Etaamb.openjustice.be
Wet van 09 maart 2003
gepubliceerd op 22 juli 2003

Wet houdende instemming met het Verdrag nr. 132 betreffende vakantie met behoud van loon , aangenomen te Genève op 24 juni 1970 (1)

bron
federale overheidsdienst buitenlandse zaken, buitenlandse handel en ontwikkelingssamenwerking
numac
2003015050
pub.
22/07/2003
prom.
09/03/2003
ELI
eli/wet/2003/03/09/2003015050/staatsblad
staatsblad
https://www.ejustice.just.fgov.be/cgi/article_body(...)
Document Qrcode

9 MAART 2003. - Wet houdende instemming met het Verdrag nr. 132 betreffende vakantie met behoud van loon (herzien in 1970), aangenomen te Genève op 24 juni 1970 (1)


ALBERT II, Koning der Belgen, Aan allen die nu zijn en hierna wezen zullen, Onze Groet.

De Kamers hebben aangenomen en Wij bekrachtigen hetgeen volgt :

Artikel 1.Deze wet regelt een aangelegenheid als bedoeld in artikel 77 van de Grondwet.

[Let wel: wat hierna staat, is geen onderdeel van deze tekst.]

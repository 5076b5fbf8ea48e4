// ABOUTME: Feed generation library: generic feed model rendered as Amazon-flavoured RSS 2.0.
// ABOUTME: Provides the model, the dialect adapter, XML output, and an importer for existing feeds.

pub mod amazon;
pub mod error;
pub mod models;
pub mod parser;
pub mod rss;
pub mod time_format;
pub mod xml;

pub use amazon::{AmazonProduct, AmazonRss, AmazonRssFeed, AmazonRssFeedXml, AmazonRssItem};
pub use error::FeedError;
pub use models::{Author, Enclosure, Feed, Image, Item, Link};
pub use parser::parse_feed_bytes;
pub use rss::{RssContent, RssEnclosure, RssImage, RssTextInput};
pub use time_format::{any_time_format, RFC1123Z};
pub use xml::{to_xml, write_xml, XmlElement, XmlFeed};

impl Feed {
    /// Amazon RSS view over this feed.
    pub fn amazon_rss(&self) -> AmazonRss<'_> {
        AmazonRss::new(self)
    }

    /// Renders this feed as an Amazon RSS document.
    pub fn to_amazon_rss(&self) -> Result<String, FeedError> {
        to_xml(&self.amazon_rss())
    }

    /// Streams this feed as an Amazon RSS document into `w`.
    pub fn write_amazon_rss<W: std::io::Write>(&self, w: W) -> Result<(), FeedError> {
        write_xml(&self.amazon_rss(), w)
    }
}
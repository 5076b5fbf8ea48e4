// ABOUTME: Base RSS 2.0 sub-elements shared by RSS dialects.
// ABOUTME: Image, text input, content:encoded, and enclosure with their XML layout.

use std::io::Write;

use quick_xml::events::{BytesStart, Event};
use quick_xml::Writer;

use crate::error::FeedError;
use crate::xml::{self, Presence, XmlElement};

/// Channel `<image>`. Width and height are omitted when zero.
#[derive(Debug, Clone, Default, PartialEq)]
pub struct RssImage {
    pub url: String,
    pub title: String,
    pub link: String,
    pub width: u32,
    pub height: u32,
}

/// Channel `<textInput>`.
#[derive(Debug, Clone, Default, PartialEq)]
pub struct RssTextInput {
    pub title: String,
    pub description: String,
    pub name: String,
    pub link: String,
}

/// Item `<content:encoded>`, written as CDATA.
#[derive(Debug, Clone, Default, PartialEq)]
pub struct RssContent {
    pub content: String,
}

/// Item `<enclosure url=".." length=".." type=".."/>`.
#[derive(Debug, Clone, Default, PartialEq)]
pub struct RssEnclosure {
    pub url: String,
    pub media_type: String,
    pub length: String,
}

impl XmlElement for RssImage {
    fn write_xml<W: Write>(&self, writer: &mut Writer<W>) -> Result<(), FeedError> {
        xml::start(writer, BytesStart::new("image"))?;
        xml::text(writer, "url", &self.url, Presence::Required)?;
        xml::text(writer, "title", &self.title, Presence::Required)?;
        xml::text(writer, "link", &self.link, Presence::Required)?;
        xml::number(writer, "width", self.width, Presence::OmitEmpty)?;
        xml::number(writer, "height", self.height, Presence::OmitEmpty)?;
        xml::end(writer, "image")
    }
}

impl XmlElement for RssTextInput {
    fn write_xml<W: Write>(&self, writer: &mut Writer<W>) -> Result<(), FeedError> {
        xml::start(writer, BytesStart::new("textInput"))?;
        xml::text(writer, "title", &self.title, Presence::Required)?;
        xml::text(writer, "description", &self.description, Presence::Required)?;
        xml::text(writer, "name", &self.name, Presence::Required)?;
        xml::text(writer, "link", &self.link, Presence::Required)?;
        xml::end(writer, "textInput")
    }
}

impl XmlElement for RssContent {
    fn write_xml<W: Write>(&self, writer: &mut Writer<W>) -> Result<(), FeedError> {
        xml::cdata(writer, "content:encoded", &self.content)
    }
}

impl XmlElement for RssEnclosure {
    fn write_xml<W: Write>(&self, writer: &mut Writer<W>) -> Result<(), FeedError> {
        let mut element = BytesStart::new("enclosure");
        element.push_attribute(("url", self.url.as_str()));
        element.push_attribute(("length", self.length.as_str()));
        element.push_attribute(("type", self.media_type.as_str()));
        writer
            .write_event(Event::Empty(element))
            .map_err(FeedError::xml)
    }
}
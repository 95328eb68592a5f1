// SPDX-License-Identifier: MIT
// Copyright 2026 Roland Dreier <roland@rolandd.dev>

//! Application error types with user-facing alert messages.

use crate::models::FormMode;

/// Application error type surfaced by the session controller.
#[derive(Debug, thiserror::Error)]
pub enum AppError {
    /// The account API answered but did not accept the request.
    #[error("{mode} rejected: {}", .message.as_deref().unwrap_or("no message"))]
    Rejected {
        mode: FormMode,
        message: Option<String>,
    },

    /// The request never produced a usable answer (network, status, JSON).
    #[error("{mode} request failed: {detail}")]
    Transport { mode: FormMode, detail: String },

    /// The credentials were refused locally; no request was sent.
    #[error("Invalid input: {0}")]
    InvalidInput(String),

    #[error("Internal error: {0}")]
    Internal(#[from] anyhow::Error),
}

impl AppError {
    /// Fallback alert text for a failed login.
    pub const LOGIN_FALLBACK: &'static str = "Erreur de connexion";
    /// Fallback alert text for a failed registration.
    pub const REGISTER_FALLBACK: &'static str = "Erreur d'inscription";
    /// Alert text for failures that are nobody's input.
    pub const INTERNAL_FALLBACK: &'static str = "Erreur interne";

    /// Text to show the user in a blocking alert.
    ///
    /// Server-provided messages win; everything else falls back to the
    /// localized text for the operation that failed.
    pub fn alert_message(&self) -> String {
        match self {
            AppError::Rejected {
                message: Some(message),
                ..
            } if !message.is_empty() => message.clone(),
            AppError::Rejected { mode, .. } | AppError::Transport { mode, .. } => {
                Self::fallback_for(*mode).to_string()
            }
            AppError::InvalidInput(msg) => msg.clone(),
            AppError::Internal(_) => Self::INTERNAL_FALLBACK.to_string(),
        }
    }

    /// Localized fallback text for a form mode.
    pub fn fallback_for(mode: FormMode) -> &'static str {
        match mode {
            FormMode::Login => Self::LOGIN_FALLBACK,
            FormMode::Register => Self::REGISTER_FALLBACK,
        }
    }

    /// Whether the failure came from the transport rather than the server's verdict.
    pub fn is_transport(&self) -> bool {
        matches!(self, AppError::Transport { .. })
    }
}

/// Result type alias for session operations
pub type Result<T> = std::result::Result<T, AppError>;

#[cfg(test)]
mod tests {
    use super::*;

    #[test]
    fn test_alert_messages() {
        let rejected = AppError::Rejected {
            mode: FormMode::Login,
            message: Some("Compte bloqué".to_string()),
        };
        assert_eq!(rejected.alert_message(), "Compte bloqué");

        let empty = AppError::Rejected {
            mode: FormMode::Register,
            message: Some(String::new()),
        };
        assert_eq!(empty.alert_message(), AppError::REGISTER_FALLBACK);

        let internal = AppError::from(anyhow::anyhow!("TLS backend unavailable"));
        assert!(matches!(internal, AppError::Internal(_)));
        assert_eq!(internal.alert_message(), AppError::INTERNAL_FALLBACK);
        assert!(internal.to_string().contains("TLS backend unavailable"));
        assert!(!internal.is_transport());
    }
}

Art. 2.Het Verdrag nr. 132 betreffende vakantie met behoud van loon (herzien in 1970), aangenomen te Genève op 24 juni 1970, zal volkomen gevolg hebben.

Kondigen deze wet af, bevelen dat zij met 's Lands zegel zal worden bekleed en door het Belgisch Staatsblad zal worden bekendgemaakt.

Gegeven te Brussel, 9 maart 2003.

ALBERT Van Koningswege : De Minister van Buitenlandse Zaken, L. MICHEL De Minister van Werkgelegenheid, Mevr. L. ONKELINX De Minister van Sociale Zaken en Pensioenen, F. VANDENBROUKE De Minister van Ambtenarenzaken, L. VAN DEN BOSSCHE Met 's Lands zegel gezegeld : De Minister van Justitie, M. VERWILGHEN _______ Nota's (1) Zitting 2001-2003 : Senaat Documenten.- Ontwerp van wet ingediend op 27 september 2002, nr. 2-1284/1. - Verslag namens de commissie, nr. 2-1284/2.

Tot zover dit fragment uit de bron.